Here's another example: Open source software has challenged the notion that people will only produce consistently and with quality if they are compensated at a fair market rate, or the rate of compensation that people in that industry have traditionally enjoyed. Many open source software contributors make no money from what they do, and yet they produce quality software consistently. Certainly this is a minority of the people in the open source software community writ large, but the community is large enough that you still end up with a large number of people doing good work for little or no direct compensation. And obviously when you do start throwing a little money their way, you only improve the situation. But you do not need to pay them a six-figure salary, even though that's what their contributions may be worth in a traditional proprietary software company. At some level, it's a labor of love.

I think the music industry could work very similarly. There wouldn't be huge record deals being thrown around anymore, but there will be *some* money available. You can look at how many fans you can reach as F (getting bigger and cheaper w/ the Internet, obviously), what percentage X of them will donate what amount of money $Y, and then do some math and that's your annual income from your music $ZZZZZ. If you can live with that, you keep making your music and putting it out there. And you spread it as far and wide as you can to maximize the value of F.
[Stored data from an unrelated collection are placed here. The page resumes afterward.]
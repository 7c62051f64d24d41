//! Application configuration loaded from environment variables.

use std::str::FromStr;
use std::time::Duration;

use saga::ConsumerConfig;

/// Log output format.
#[derive(Debug, Clone, Copy, PartialEq, Eq, Default)]
pub enum LogFormat {
    #[default]
    Text,
    Json,
}

impl LogFormat {
    fn parse(value: &str) -> Self {
        if value.eq_ignore_ascii_case("json") {
            LogFormat::Json
        } else {
            LogFormat::Text
        }
    }
}

/// Server configuration with sensible defaults.
///
/// Reads from environment variables:
/// - `HOST`: bind address (default: `"0.0.0.0"`)
/// - `PORT`: listen port (default: `3000`)
/// - `RUST_LOG`: tracing filter directive (default: `"info"`)
/// - `LOG_FORMAT`: `text` or `json` (default: `text`)
/// - `DATABASE_URL`: PostgreSQL connection string; in-memory backends if unset
/// - `ORDERS_TABLE_NAME` / `PAYMENTS_TABLE_NAME`: record tables
///   (default: `orders` / `payments`)
/// - `ORDERS_QUEUE_URL`: queue order intake publishes to
///   (default: `payment-requests`)
/// - `PAYMENTS_QUEUE_URL`: queue payment processing publishes to
///   (default: `order-status`)
/// - `CONSUMER_BATCH_SIZE` (default: `10`), `CONSUMER_POLL_INTERVAL_MS`
///   (default: `500`), `CONSUMER_MAX_RECEIVES` (default: `5`)
/// - `QUEUE_VISIBILITY_TIMEOUT_SECS` (default: `30`)
///
/// Unparsable numbers fall back to their defaults.
#[derive(Debug, Clone)]
pub struct Config {
    pub host: String,
    pub port: u16,
    pub log_level: String,
    pub log_format: LogFormat,
    pub database_url: Option<String>,
    pub orders_table: String,
    pub payments_table: String,
    pub orders_queue: String,
    pub payments_queue: String,
    pub consumer: ConsumerConfig,
    pub visibility_timeout: Duration,
}

impl Config {
    /// Loads configuration from environment variables, falling back to defaults.
    pub fn from_env() -> Self {
        Self::from_lookup(|key| std::env::var(key).ok())
    }

    /// Loads configuration through `lookup`, falling back to defaults.
    pub fn from_lookup(lookup: impl Fn(&str) -> Option<String>) -> Self {
        let defaults = Self::default();

        Self {
            host: lookup("HOST").unwrap_or(defaults.host),
            port: parse_var(&lookup, "PORT").unwrap_or(defaults.port),
            log_level: lookup("RUST_LOG").unwrap_or(defaults.log_level),
            log_format: lookup("LOG_FORMAT")
                .map(|v| LogFormat::parse(&v))
                .unwrap_or(defaults.log_format),
            database_url: lookup("DATABASE_URL").filter(|url| !url.is_empty()),
            orders_table: lookup("ORDERS_TABLE_NAME").unwrap_or(defaults.orders_table),
            payments_table: lookup("PAYMENTS_TABLE_NAME").unwrap_or(defaults.payments_table),
            orders_queue: lookup("ORDERS_QUEUE_URL").unwrap_or(defaults.orders_queue),
            payments_queue: lookup("PAYMENTS_QUEUE_URL").unwrap_or(defaults.payments_queue),
            consumer: ConsumerConfig {
                batch_size: parse_var(&lookup, "CONSUMER_BATCH_SIZE")
                    .filter(|n: &usize| *n > 0)
                    .unwrap_or(defaults.consumer.batch_size),
                poll_interval: parse_var(&lookup, "CONSUMER_POLL_INTERVAL_MS")
                    .map(Duration::from_millis)
                    .unwrap_or(defaults.consumer.poll_interval),
                max_receives: parse_var(&lookup, "CONSUMER_MAX_RECEIVES")
                    .filter(|n: &u32| *n > 0)
                    .unwrap_or(defaults.consumer.max_receives),
            },
            visibility_timeout: parse_var(&lookup, "QUEUE_VISIBILITY_TIMEOUT_SECS")
                .map(Duration::from_secs)
                .unwrap_or(defaults.visibility_timeout),
        }
    }

    /// Returns the `"host:port"` bind address string.
    pub fn addr(&self) -> String {
        format!("{}:{}", self.host, self.port)
    }
}

fn parse_var<T: FromStr>(lookup: &impl Fn(&str) -> Option<String>, key: &str) -> Option<T> {
    lookup(key).and_then(|v| v.trim().parse().ok())
}

impl Default for Config {
    fn default() -> Self {
        Self {
            host: "0.0.0.0".to_string(),
            port: 3000,
            log_level: "info".to_string(),
            log_format: LogFormat::Text,
            database_url: None,
            orders_table: "orders".to_string(),
            payments_table: "payments".to_string(),
            orders_queue: "payment-requests".to_string(),
            payments_queue: "order-status".to_string(),
            consumer: ConsumerConfig::default(),
            visibility_timeout: message_queue::DEFAULT_VISIBILITY_TIMEOUT,
        }
    }
}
Right now there are people who would pay some amount of money for the music they obtained for free, but there is no mechanism to allow them to do that. In non-profit fundraising circles, we refer to this as "leaving money on the table." When an industry is crashing and burning, they should not be leaving money on the table.

So the goal is not to duplicate the status quo via a different model, but rather to allow music (or art or media in general) to be made and disseminated and for at least some people to be able to make a living that way. It's not like it was easy to do under the old system either. :)

Perhaps a good follow-up would be to actually crunch some back-of-the-envelope numbers on this and see how viable it would be for artists.